Although the strength of sunshine pressed hard and vibrant against Caroline's shoulders, the teetering cross above her head burdened her with a loneliness too long ignored. Dead. Her parents were dead.

Why them? Why now? How could they leave her alone with an undead, eternal heart?

She wanted to avoid the pain, to flip the switch on that heart that throbbed and throbbed and throbbed with loss. But she couldn't do it; she wouldn't. Every day Caroline's soul hummed and purred in memory, determined never to forget. Every day. After all, who would remember Liz and Bill Forbes if she didn't? Who?

With her parents' loss, with their deaths, her heart became an orphan. Tainted and blemished, of course, but also starved. Ravenous. Caroline's heart was ravenous for love. She wanted it; she needed it desperately—but she deflected that impulse to attain it. What if no one on this planet remained to feed her starved heart, to stuff it full to capacity? What if she never was the one?

What if, what if, what if…?


5 days ago, Rousseau's:

The meeting delayed, partly because of Caroline's impromptu breakfast and partly because some guy named Marcel hadn't yet arrived. A small group of vampires, werewolves, and coven members congregated near the karaoke stage from last night with Kol and Cami at the helm. Caroline, sitting with her feet draped across Enzo's knees, inserted herself into the group and made excellent use of her multi-tasking brain.

Who says you can't sip coffee, collect information, and make friends, okay?

From the information she'd pried from Kol as they waited—attention deficit though he was—Caroline gained a better understanding of how New Orleans functioned. Apparently, each section of the community was "supervised" by Council leaders. The absent Marcel shouldered responsibility of the vampires with Elijah and Rebekah; Jackon and Hayley, as alphas, regulated the werewolves; Kol and a teenaged witch named Davina managed the covens; and Cami, the well-informed bartender, preserved safety and secrecy among the humans.

The Council, it seemed, was nothing more than a supernatural hierarchy designed to keep peace.
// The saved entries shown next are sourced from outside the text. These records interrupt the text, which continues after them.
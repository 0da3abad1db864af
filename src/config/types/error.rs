//! Configuration error types.

use super::FieldPath;
use owo_colors::OwoColorize;
use std::fmt;
use std::path::PathBuf;
use thiserror::Error;

// ============================================================================
// ConfigError
// ============================================================================

/// Configuration-related errors
#[derive(Debug, Error)]
pub enum ConfigError {
    #[error("IO error when reading `{0}`")]
    Io(PathBuf, #[source] std::io::Error),

    #[error("Config file parsing error")]
    Toml(#[from] toml::de::Error),

    #[error("Config file '{0}' not found")]
    NotFound(PathBuf),

    #[error("'{0}' is not a valid language code")]
    InvalidLanguage(String),

    #[error("Config validation error: {0}")]
    Validation(String),

    // NOTE: No #[from] here - we don't want source() which causes duplicate output
    #[error("{0}")]
    Diagnostics(ConfigDiagnostics),
}

// ============================================================================
// ConfigDiagnostic
// ============================================================================

/// A single configuration diagnostic
#[derive(Debug, Clone)]
pub struct ConfigDiagnostic {
    /// Config field path (e.g., "menu.items")
    pub field: FieldPath,
    /// Error description
    pub message: String,
    /// Fix hint (optional)
    pub hint: Option<String>,
}

impl ConfigDiagnostic {
    pub fn new(field: FieldPath, message: impl Into<String>) -> Self {
        Self {
            field,
            message: message.into(),
            hint: None,
        }
    }

    pub fn with_hint(mut self, hint: impl Into<String>) -> Self {
        self.hint = Some(hint.into());
        self
    }
}

impl fmt::Display for ConfigDiagnostic {
    fn fmt(&self, f: &mut fmt::Formatter<'_>) -> fmt::Result {
        // Field path in cyan brackets
        writeln!(
            f,
            "{}{}{}",
            "[".dimmed(),
            self.field.as_str().cyan(),
            "]".dimmed()
        )?;
        write!(f, "{} {}", "→".red(), self.message)?;
        if let Some(hint) = &self.hint {
            write!(f, "\n  {} {}", "hint:".yellow(), hint)?;
        }
        Ok(())
    }
}

// ============================================================================
// ConfigDiagnostics
// ============================================================================

/// Validation results collected across all sections.
///
/// Errors fail the run; warnings and hints are printed and then dropped.
#[derive(Debug, Default)]
pub struct ConfigDiagnostics {
    errors: Vec<ConfigDiagnostic>,
    warnings: Vec<ConfigDiagnostic>,
    hints: Vec<ConfigDiagnostic>,
}

impl ConfigDiagnostics {
    pub fn new() -> Self {
        Self::default()
    }

    pub fn error(&mut self, field: FieldPath, message: impl Into<String>) {
        self.errors.push(ConfigDiagnostic::new(field, message));
    }

    /// Add an error with a hint.
    pub fn error_with_hint(
        &mut self,
        field: FieldPath,
        message: impl Into<String>,
        hint: impl Into<String>,
    ) {
        self.errors
            .push(ConfigDiagnostic::new(field, message).with_hint(hint));
    }

    /// Add a warning (collected for batch display).
    pub fn warn(&mut self, field: FieldPath, message: impl Into<String>) {
        self.warnings.push(ConfigDiagnostic::new(field, message));
    }

    /// Add a hint (collected for batch display).
    pub fn hint(&mut self, field: FieldPath, message: impl Into<String>) {
        self.hints.push(ConfigDiagnostic::new(field, message));
    }

    /// Print collected hints and warnings in a grouped format.
    ///
    /// Call this after validation to display all hints/warnings at once.
    pub fn print_hints_and_warnings(&self) {
        if !self.warnings.is_empty() {
            crate::log!("warning"; "config has {} warning(s):", self.warnings.len());
            for w in &self.warnings {
                eprintln!("- {}: {}", w.field.as_str(), w.message);
            }
        }

        for h in &self.hints {
            crate::log!("hint"; "[{}] {}", h.field.as_str(), h.message);
        }
    }

    pub fn has_errors(&self) -> bool {
        !self.errors.is_empty()
    }

    pub fn len(&self) -> usize {
        self.errors.len()
    }

    pub fn is_empty(&self) -> bool {
        self.errors.is_empty()
    }

    pub fn errors(&self) -> &[ConfigDiagnostic] {
        &self.errors
    }

    pub fn warnings(&self) -> &[ConfigDiagnostic] {
        &self.warnings
    }

    pub fn hints(&self) -> &[ConfigDiagnostic] {
        &self.hints
    }

    /// Convert to Result (returns Err if there are errors).
    pub fn into_result(self) -> Result<(), Self> {
        if self.errors.is_empty() {
            Ok(())
        } else {
            Err(self)
        }
    }
}

impl fmt::Display for ConfigDiagnostics {
    fn fmt(&self, f: &mut fmt::Formatter<'_>) -> fmt::Result {
        writeln!(f, "{}\n", "config validation failed:".red().bold())?;
        for (i, err) in self.errors.iter().enumerate() {
            write!(f, "{err}")?;
            if i + 1 < self.errors.len() {
                writeln!(f, "\n")?;
            }
        }
        if self.errors.len() > 1 {
            write!(
                f,
                "\n\n{} {} {}",
                "found".dimmed(),
                self.errors.len().to_string().red().bold(),
                "errors".dimmed()
            )?;
        }
        Ok(())
    }
}

impl std::error::Error for ConfigDiagnostics {}

#[cfg(test)]
mod tests {
    use super::*;
    use std::io::{Error, ErrorKind};

    #[test]
    fn test_config_error_display() {
        let io_err = ConfigError::Io(
            PathBuf::from("site.toml"),
            Error::new(ErrorKind::NotFound, "file not found"),
        );
        let display = format!("{io_err}");
        assert!(display.contains("IO error"));
        assert!(display.contains("site.toml"));

        let lang_err = ConfigError::InvalidLanguage("French".into());
        assert!(format!("{lang_err}").contains("French"));
    }

    #[test]
    fn test_diagnostics_into_result() {
        let mut diag = ConfigDiagnostics::new();
        diag.warn(FieldPath::new("plugins.enabled"), "duplicate");
        diag.hint(FieldPath::new("theme.name"), "path theme");
        assert!(diag.into_result().is_ok());

        let mut diag = ConfigDiagnostics::new();
        diag.error_with_hint(FieldPath::new("site.name"), "empty", "set a name");
        diag.error(FieldPath::new("site.url"), "invalid");
        assert!(diag.has_errors());
        assert_eq!(diag.len(), 2);
        assert_eq!(diag.errors()[0].hint.as_deref(), Some("set a name"));

        let err = diag.into_result().unwrap_err();
        let display = format!("{err}");
        assert!(display.contains("site.name"));
        assert!(display.contains("site.url"));
    }
}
Or in this case…to try.

"It's supposed to be an organized way to prevent supernatural chaos," Davina explained with a flippant hand gesture. "All the leaders supervise something."

Judging by the young witch's tone, however, Caroline gauged that peace and harmony weren't exactly common in the city. Particularly not among the supernatural population.

"What does Klaus supervise, then?" Caroline asked. Her lips, which twitched into a smile, rested against the edge of her coffee mug. "His hybrid ego?"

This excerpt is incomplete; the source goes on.